There are those things that I didn't think I would miss because I had deemed them bad when I lived in Japan, and yet now they don't seem to be even half as abominable as I once made them out to be. The 14-hour flight to see family and friends in the states seemed a pain at the time and yet it is not so daunting anymore. On winter mornings in our house, we could see our breath in the air as it took some time before the different ways of heating a house in Japan warmed even a square foot up. This week, I've already come to discover that our first floor seems almost as cold in the mornings until the sun does its job and streams in the windows to help the central heating. This summer, we didn't deal with massive summer spiders, cockroaches and tiny fruitfly-like things in our house. Instead it was stink bugs. I think I will take back, at least, the spiders and cockroaches which were much easier to play the catch and release game. Sure, we had daily earthquakes in Japan and often the subsequent tsunami warnings, but it really was something we grew so accustomed to that it didn't bother us nor did we seem to even notice towards the later years. We no longer have typhoons, but they are essentially the same thing as hurricanes so we haven't gained or lost a thing here, have we?

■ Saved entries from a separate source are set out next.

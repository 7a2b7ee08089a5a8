//! Ordered execution of one mediation phase

use crate::descriptor::{NamedOperation, Phase};
use crate::session::Session;
use concord_core::{ConcordResult, EntityRef, Persistence};
use tracing::{trace, warn};

/// Stateless runner for a phase's operation list
#[derive(Debug, Clone, Copy, Default)]
pub struct PhaseRunner;

impl PhaseRunner {
    /// Run `operations` against `root` in declared order
    ///
    /// Stops at the first failure. The failing operation's error is returned
    /// unchanged; operations after it do not run.
    pub fn run<P: Persistence>(
        session: &mut Session<'_, P>,
        root: &EntityRef,
        phase: Phase,
        operations: &[NamedOperation<P>],
    ) -> ConcordResult<()> {
        for operation in operations {
            trace!(target: "concord::mediation", %root, %phase, operation = operation.name(), "Running operation");
            if let Err(e) = operation.call(session, root) {
                warn!(
                    target: "concord::mediation",
                    %root,
                    %phase,
                    operation = operation.name(),
                    error = %e,
                    "Phase operation failed"
                );
                return Err(e);
            }
        }
        Ok(())
    }
}
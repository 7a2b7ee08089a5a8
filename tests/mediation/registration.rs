//! Registration and configuration through the public surface

use crate::common::*;
use concord::prelude::*;
use concord::{MediationConfig, Phase, VersioningPolicy};

#[test]
fn config_file_drives_registration_policy() {
    let config = MediationConfig::from_toml_str("versioning_policy = \"deny\"\n").unwrap();
    let err = farm_registry(|pen| pen.versioning(Versioning::lock_only(LOCK)))
        .build_with(&config)
        .unwrap_err();
    assert_eq!(
        err,
        ConcordError::MisconfiguredVersioning {
            entity_type: PEN,
            lock_attribute: LOCK.to_string(),
        }
    );
}

#[test]
fn silenced_policy_still_skips_bump() {
    let config = MediationConfig {
        versioning_policy: VersioningPolicy::Off,
        ..MediationConfig::default()
    };
    let log = CallLog::default();
    let registry = farm_registry(|pen| {
        pen.reconcile("feed_dingos", recorder(&log, "feed_dingos"))
            .versioning(Versioning::lock_only(LOCK))
    })
    .build_with(&config)
    .unwrap();
    assert!(registry.diagnostics().is_empty());

    let farm = Farm::from_engine(
        Engine::with_config(Arc::new(MemoryStore::new()), registry, config),
        log,
    );
    let pen = farm.seed_pen();
    farm.engine.save(&mut farm.dingo(pen)).unwrap();
    assert_eq!(farm.lock_version(pen), 0);
    assert_eq!(farm.calls(), vec!["feed_dingos"]);
}

#[test]
fn strict_registration_rejects_unknown_types() {
    const FENCE: EntityType = EntityType::new("Fence");
    let config = MediationConfig::from_toml_str("strict_registration = true").unwrap();
    let registry = farm_registry(|pen| pen).build_with(&config).unwrap();
    let engine = Engine::with_config(Arc::new(MemoryStore::new()), registry, config);

    let err = engine.save(&mut Record::new(FENCE)).unwrap_err();
    assert_eq!(err, ConcordError::NotRegistered(FENCE));

    let pen = engine.store().seed(Record::new(PEN));
    assert!(engine
        .save(&mut Record::new(DINGO).with("pen_id", pen))
        .unwrap());
}

#[test]
fn custom_accessor_routes_dependents() {
    const KENNEL: EntityType = EntityType::new("Kennel");
    let log = CallLog::default();
    let registry = Registry::builder()
        .root(PEN, |pen| {
            pen.reconcile("feed_dingos", recorder(&log, "feed_dingos"))
                .depends_on(KENNEL)
        })
        .dependent(
            KENNEL,
            RootAccessor::custom(|kennel| {
                kennel
                    .reference("paddock")
                    .map(|id| EntityRef::new(PEN, id))
            }),
        )
        .build()
        .unwrap();
    let farm = Farm::from_engine(Engine::new(Arc::new(MemoryStore::new()), registry), log);
    let pen = farm.seed_pen();

    farm.engine
        .save(&mut Record::new(KENNEL).with("paddock", pen))
        .unwrap();
    assert_eq!(farm.calls(), vec!["feed_dingos"]);
}

#[test]
fn descriptors_expose_declared_phases() {
    let farm = Farm::new();
    let descriptor = farm.engine.registry().descriptor(PEN).unwrap();
    let names = |phase| {
        descriptor
            .operations(phase)
            .iter()
            .map(|op| op.name())
            .collect::<Vec<_>>()
    };
    assert_eq!(names(Phase::Reconciliation), vec!["adjust_supply", "feed_dingos"]);
    assert_eq!(names(Phase::Caching), vec!["calc_weight"]);
    assert!(descriptor.dependencies().contains(&DINGO));
    assert!(descriptor.dependencies().contains(&BISCUIT));
    assert!(farm
        .engine
        .registry()
        .descriptor(DINGO)
        .unwrap()
        .is_dependent());
}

In all my reflecting, there is really only one thing that I don't miss at all. not even a little bit. My beautiful, but pain-inducing, all white kitchen. Sure, it was overly dazzling with it's white tile counters and white marble floors, but it was a royal pain in the ass to clean and even worse to cook in. The sinks were much too low for a taller American like myself. Sure they were built for Americans, but they need to add yet another inch or two for my own stature. I hear from my old neighbor and friend that the American living there now is much shorter than me, so I am sure she finds it perfectly fine. But if this little glitch is all I can come up with for what I don't miss and didn't like about Japan, I would say my last four years there were one huge success.
So how do you then say goodbye to a place that seemingly, or at least to me, had only one flaw? How do you move on with life in another city, another country, another hemisphere? How do I find the gumption to leave that beloved past in the past? I'm not sure. But I will find out.
For now, though, all I can commit to is a perfunctory, halfhearted goodbye to Japan and my time spent pouring out my heart and mind in an online discourse to that country which I won't soon, or perhaps ever, see again.
Thank you Japan for everything you have given me. I am truly honored to have spent time getting to know you and love you.
Thank you all for reading and the occasions where you wrote to me. I am truly honored for your support and for the thoughts you have shared.
All that is left to say is... sayounara. Mata jiki ni ome ni kakaritai to omoimasu.
‘Hope’ Is an Act of Resistance, Too
6 days ago
10 comments:
What a beautiful goodbye. You made me miss Japan too! I hope I can live there someday...maybe not permanently, but at least for a couple of years.
Best wishes for your new life in DC (and elsewhere) and to your growing family :)
I'm still struggling, still asjusting, and still having plenty of tough days as I slog through this process, alone but for the 7 weeks Chris has actually spent in this country.
Your post gives me hope that not only will it maybe not always feel like this, but that maybe, just maybe, I'll reach a point where I feel like I am doing more than just treading water and biding my time here.
Thank you for that.
Oh, Heather, I wish that you get the chance to visit again or live there too! That place just gets into your blood. And with your knowledge, you would be such an amazing fit.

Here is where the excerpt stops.